## INSTRUCTIONS TO FOLLOW
The answer is to be the data below, written out in full and exactly.

[Records excerpted from a collection]
=== Section Start ===

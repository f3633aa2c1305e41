/*!
 * File Descriptor Types
 * Stat results and directory entries shared by file objects
 */

use crate::vfs::FileType;
use serde::{Deserialize, Serialize};

/// Kind of object behind a descriptor
#[derive(Debug, Clone, Copy, PartialEq, Eq, Hash, Serialize, Deserialize)]
#[serde(rename_all = "snake_case")]
pub enum FileKind {
    Stdio,
    PipeRead,
    PipeWrite,
    EventFd,
    Directory,
    Regular,
}

/// Result of fstat on a file object
#[derive(Debug, Clone, Copy, PartialEq, Eq, Serialize, Deserialize)]
pub struct FileStat {
    pub file_type: FileType,
    /// Permission bits only (no S_IFMT)
    pub permissions: u32,
    pub size: u64,
}

impl FileStat {
    const S_IFIFO: u32 = 0o010000;
    const S_IFCHR: u32 = 0o020000;
    const S_IFDIR: u32 = 0o040000;
    const S_IFREG: u32 = 0o100000;
    const S_IFLNK: u32 = 0o120000;

    pub fn new(file_type: FileType, permissions: u32, size: u64) -> Self {
        Self {
            file_type,
            permissions,
            size,
        }
    }

    /// Full `st_mode`: type bits plus permissions
    pub fn mode(&self) -> u32 {
        let type_bits = match self.file_type {
            FileType::File => Self::S_IFREG,
            FileType::Directory => Self::S_IFDIR,
            FileType::Symlink => Self::S_IFLNK,
            FileType::Fifo => Self::S_IFIFO,
            FileType::CharDevice => Self::S_IFCHR,
            _ => 0,
        };
        type_bits | (self.permissions & 0o7777)
    }
}

/// `d_type` values for linux_dirent64 records
#[derive(Debug, Clone, Copy, PartialEq, Eq, Hash, Serialize, Deserialize)]
#[repr(u8)]
pub enum DirentType {
    Unknown = 0,
    Dir = 4,
    Reg = 8,
    Lnk = 10,
}

impl From<FileType> for DirentType {
    fn from(file_type: FileType) -> Self {
        match file_type {
            FileType::Directory => DirentType::Dir,
            FileType::File => DirentType::Reg,
            FileType::Symlink => DirentType::Lnk,
            _ => DirentType::Unknown,
        }
    }
}

/// One name in a directory listing
#[derive(Debug, Clone, PartialEq, Eq, Serialize, Deserialize)]
pub struct DirectoryEntry {
    pub d_type: DirentType,
    pub name: String,
}

impl DirectoryEntry {
    pub fn new(d_type: DirentType, name: impl Into<String>) -> Self {
        Self {
            d_type,
            name: name.into(),
        }
    }
}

=== Section End ===

## WRITTEN SOLUTION
repository f3633aa2c1305e41
/*!
 * File Descriptor Types
 * Stat results and directory entries shared by file objects
 */

use crate::vfs::FileType;
use serde::{Deserialize, Serialize};

/// Kind of object behind a descriptor
#[derive(Debug, Clone, Copy, PartialEq, Eq, Hash, Serialize, Deserialize)]
#[serde(rename_all = "snake_case")]
pub enum FileKind {
    Stdio,
    PipeRead,
    PipeWrite,
    EventFd,
    Directory,
    Regular,
}

/// Result of fstat on a file object
#[derive(Debug, Clone, Copy, PartialEq, Eq, Serialize, Deserialize)]
pub struct FileStat {
    pub file_type: FileType,
    /// Permission bits only (no S_IFMT)
    pub permissions: u32,
    pub size: u64,
}

impl FileStat {
    const S_IFIFO: u32 = 0o010000;
    const S_IFCHR: u32 = 0o020000;
    const S_IFDIR: u32 = 0o040000;
    const S_IFREG: u32 = 0o100000;
    const S_IFLNK: u32 = 0o120000;

    pub fn new(file_type: FileType, permissions: u32, size: u64) -> Self {
        Self {
            file_type,
            permissions,
            size,
        }
    }

    /// Full `st_mode`: type bits plus permissions
    pub fn mode(&self) -> u32 {
        let type_bits = match self.file_type {
            FileType::File => Self::S_IFREG,
            FileType::Directory => Self::S_IFDIR,
            FileType::Symlink => Self::S_IFLNK,
            FileType::Fifo => Self::S_IFIFO,
            FileType::CharDevice => Self::S_IFCHR,
            _ => 0,
        };
        type_bits | (self.permissions & 0o7777)
    }
}

/// `d_type` values for linux_dirent64 records
#[derive(Debug, Clone, Copy, PartialEq, Eq, Hash, Serialize, Deserialize)]
#[repr(u8)]
pub enum DirentType {
    Unknown = 0,
    Dir = 4,
    Reg = 8,
    Lnk = 10,
}

impl From<FileType> for DirentType {
    fn from(file_type: FileType) -> Self {
        match file_type {
            FileType::Directory => DirentType::Dir,
            FileType::File => DirentType::Reg,
            FileType::Symlink => DirentType::Lnk,
            _ => DirentType::Unknown,
        }
    }
}

/// One name in a directory listing
#[derive(Debug, Clone, PartialEq, Eq, Serialize, Deserialize)]
pub struct DirectoryEntry {
    pub d_type: DirentType,
    pub name: String,
}

impl DirectoryEntry {
    pub fn new(d_type: DirentType, name: impl Into<String>) -> Self {
        Self {
            d_type,
            name: name.into(),
        }
    }
}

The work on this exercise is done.